Erg Noor señaló a las pantallas reflectoras colocadas en profundos nichos a los cuatro costados del puesto de comando. Innumerables estrellas brillaban en la insondable negrura. Por la pantalla delantera de la izquierda pasó fugaz un pequeño disco gris — apenas esclarecido por su sol — que se encontraba muy alejado del sistema B-7336 — C+87 — A, donde se desarrolla la acción de este capítulo.

— Nuestros faros-bomba funcionan con precisión, a pesar de que los lanzamos hace cuatro años independientes(2). — Erg Noor mostró una franja de luz que se extendía nítida por el largo cristal de la pared izquierda —. El Algrab debía estar ya aquí desde hace tres meses. Por consiguiente… — hizo una pausa, como dudando de pronunciar la sentencia, y concluyó —: ¡Ha perecido!

— ¿Y si no ha sido así? Tal vez lo haya averiado algún meteorito y no pueda desarrollar velocidad… — objetó la muchacha pelirroja.

— ¡Velocidad!.. — repitió Erg Noor, sarcástico —. ¿Y qué más da? Si entre la nave y su lugar de destino se han interpuesto milenios de viaje, todavía será peor: vendrá la muerte lenta, tras años de terrible desesperanza. Y si llaman pidiendo socorro, puede que nos enteremos… dentro de unos seis años… ya en la Tierra.

Con impetuoso ademán, sacó un sillón plegable de debajo del banco de la calculadora electrónica, modelo reducido de la «MNU-11». Hasta entonces, no se había podido aún dotar a las astronaves de máquinas-cerebros electrónicos del tipo de la «IUT», capaces de realizar toda clase de operaciones y de dirigir dichas naves. Y no se había hecho porque tales máquinas eran muy pesadas, frágiles y de gran volumen. Entre tanto, había que tener de guardia en el puesto de comando a un astronauta, máxime cuando en tan largas trayectorias era imposible mantener exactamente el rumbo.

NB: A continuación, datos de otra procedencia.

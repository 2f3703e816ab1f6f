//! Stub handlers: list, add, replace and delete stubs of an imposter.

use super::{load_imposter, validated_stubs, HandlerResult};
use crate::admin_api::types::{
    error_response, imposter_json, json_response, make_stub_links, parse_json_body,
    store_error_response, ImposterQueryParams, StubWithLinks,
};
use crate::admin_api::AdminState;
use crate::model::Imposter;
use bytes::Bytes;
use http_body_util::Full;
use hyper::{Response, StatusCode};
use serde_json::{json, Value};
use tracing::{info, warn};

const INVALID_STUB_INDEX: &str =
    "'stubIndex' must be a valid integer, representing the array index position of the stub to replace";
const INVALID_INSERT_INDEX: &str = "'index' must be between 0 and the length of the stubs array";

/// Re-read the imposter after a change and render it
async fn changed_imposter(state: &AdminState, port: u16, base_url: &str) -> Response<Full<Bytes>> {
    match load_imposter(state, port).await {
        Ok(imposter) => json_response(
            StatusCode::OK,
            &imposter_json(imposter, &ImposterQueryParams::default(), base_url),
        ),
        Err(resp) => resp,
    }
}

/// Check that `index` addresses an existing stub
async fn existing_index(state: &AdminState, port: u16, index: usize) -> HandlerResult<()> {
    let count = state
        .repo
        .stubs_for(port)
        .count()
        .await
        .map_err(store_error_response)?;
    if index >= count {
        warn!(
            "Rejected stub index {} for imposter on port {} ({} stubs)",
            index, port, count
        );
        return Err(error_response(StatusCode::NOT_FOUND, INVALID_STUB_INDEX));
    }
    Ok(())
}

/// Handle GET /imposters/:port/stubs
pub async fn handle_get_all(state: &AdminState, port: u16, base_url: &str) -> Response<Full<Bytes>> {
    let imposter: Imposter = match load_imposter(state, port).await {
        Ok(imposter) => imposter,
        Err(resp) => return resp,
    };

    let stubs: Vec<StubWithLinks> = imposter
        .stubs
        .into_iter()
        .enumerate()
        .map(|(index, mut stub)| {
            stub.extra.remove("_links");
            StubWithLinks {
                stub,
                links: make_stub_links(base_url, port, index),
            }
        })
        .collect();
    json_response(StatusCode::OK, &json!({ "stubs": stubs }))
}

/// Handle PUT /imposters/:port/stubs - replace every stub
pub async fn handle_replace_all(
    state: &AdminState,
    port: u16,
    body: &[u8],
    base_url: &str,
) -> Response<Full<Bytes>> {
    let imposter = match load_imposter(state, port).await {
        Ok(imposter) => imposter,
        Err(resp) => return resp,
    };
    let request = match parse_json_body(body) {
        Ok(value) => value,
        Err(resp) => return resp,
    };

    let candidates = match request.get("stubs") {
        None => return error_response(StatusCode::BAD_REQUEST, "'stubs' is a required field"),
        Some(Value::Array(stubs)) => stubs.clone(),
        Some(_) => return error_response(StatusCode::BAD_REQUEST, "'stubs' must be an array"),
    };
    let stubs = match validated_stubs(state, port, &imposter.protocol, &candidates).await {
        Ok(stubs) => stubs,
        Err(resp) => return resp,
    };

    let count = stubs.len();
    if let Err(e) = state.repo.stubs_for(port).overwrite_all(stubs).await {
        return store_error_response(e);
    }
    info!("Replaced stubs of imposter on port {} ({} stubs)", port, count);
    changed_imposter(state, port, base_url).await
}

/// Handle PUT /imposters/:port/stubs/:index - replace a single stub
pub async fn handle_replace(
    state: &AdminState,
    port: u16,
    index: usize,
    body: &[u8],
    base_url: &str,
) -> Response<Full<Bytes>> {
    let imposter = match load_imposter(state, port).await {
        Ok(imposter) => imposter,
        Err(resp) => return resp,
    };
    if let Err(resp) = existing_index(state, port, index).await {
        return resp;
    }
    let candidate = match parse_json_body(body) {
        Ok(value) => value,
        Err(resp) => return resp,
    };

    let stub = match validated_stubs(state, port, &imposter.protocol, &[candidate]).await {
        Ok(mut stubs) => stubs.remove(0),
        Err(resp) => return resp,
    };
    if let Err(e) = state.repo.stubs_for(port).overwrite_at_index(stub, index).await {
        return store_error_response(e);
    }
    info!("Replaced stub {} of imposter on port {}", index, port);
    changed_imposter(state, port, base_url).await
}

/// Handle POST /imposters/:port/stubs - add a stub, at the end unless
/// `index` says otherwise
pub async fn handle_add(
    state: &AdminState,
    port: u16,
    body: &[u8],
    base_url: &str,
) -> Response<Full<Bytes>> {
    let imposter = match load_imposter(state, port).await {
        Ok(imposter) => imposter,
        Err(resp) => return resp,
    };
    let request = match parse_json_body(body) {
        Ok(value) => value,
        Err(resp) => return resp,
    };

    let Some(candidate) = request.get("stub").cloned() else {
        return error_response(StatusCode::BAD_REQUEST, "must contain 'stub' field");
    };
    let count = imposter.stubs.len();
    let index = match request.get("index") {
        None | Some(Value::Null) => count,
        Some(value) => match value.as_u64().and_then(|i| usize::try_from(i).ok()) {
            Some(index) if index <= count => index,
            _ => {
                warn!(
                    "Rejected stub insert at {} for imposter on port {} ({} stubs)",
                    value, port, count
                );
                return error_response(StatusCode::BAD_REQUEST, INVALID_INSERT_INDEX);
            }
        },
    };

    let stub = match validated_stubs(state, port, &imposter.protocol, &[candidate]).await {
        Ok(mut stubs) => stubs.remove(0),
        Err(resp) => return resp,
    };
    if let Err(e) = state.repo.stubs_for(port).insert_at_index(stub, index).await {
        return store_error_response(e);
    }
    info!("Added stub at index {} to imposter on port {}", index, port);
    changed_imposter(state, port, base_url).await
}

/// Handle DELETE /imposters/:port/stubs/:index
pub async fn handle_delete(
    state: &AdminState,
    port: u16,
    index: usize,
    base_url: &str,
) -> Response<Full<Bytes>> {
    if let Err(resp) = load_imposter(state, port).await {
        return resp;
    }
    if let Err(resp) = existing_index(state, port, index).await {
        return resp;
    }
    if let Err(e) = state.repo.stubs_for(port).delete_at_index(index).await {
        return store_error_response(e);
    }
    info!("Deleted stub {} of imposter on port {}", index, port);
    changed_imposter(state, port, base_url).await
}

Con la destreza de un pianista, los dedos del jefe de la expedición se deslizaban rápidos por las clavijas y los botones de la calculadora. Su pálido rostro, de pronunciados rasgos, tenía una inmovilidad de piedra; la frente, despejada, se inclinaba tesonera sobre los mandos y parecía desafiar a los elementos, hostiles a aquel mundillo de seres vivos que se habían lanzado a las profundidades vedadas del espacio.

La joven astronauta Niza Krit, que hacía su primera expedición astral, observaba anhelante al ensimismado Noor. ¡Qué sereno era! ¡Cuánta energía y talento poseía el amado! Lo amaba desde hacía tiempo, desde el comienzo de aquel viaje que duraba ya cinco años. Y era inútil ocultarlo… El también lo sabía, Niza se daba cuenta… Ahora, al ocurrir aquella desgracia, tenía la dicha de estar de guardia con él. Los dos solos, durante tres meses, mientras el resto de la tripulación permanecía sumida en dulce sueño hipnótico. Aún quedaban trece días; luego, ambos se dormirían por medio año hasta que terminasen sus turnos respectivos dos equipos de nautas, astrónomos y mecánicos. Los demás — los biólogos y geólogos, cuyo trabajo no comenzaría hasta que no llegasen al lugar de destino — podrían seguir durmiendo… En cambio, los astrónomos estaban siempre atareados. ¡Cuan grande era su labor! Erg Noor se levantó, y los pensamientos de Niza se interrumpieron.

— Voy a la cabina de las cartas astrales… Su descanso será dentro de… — miró al reloj dependiente — nueve horas. Puedo dormir de sobra antes de relevarla.

— Yo no estoy cansada, y estaré aquí todo el tiempo que haga falta para que usted descanse bien.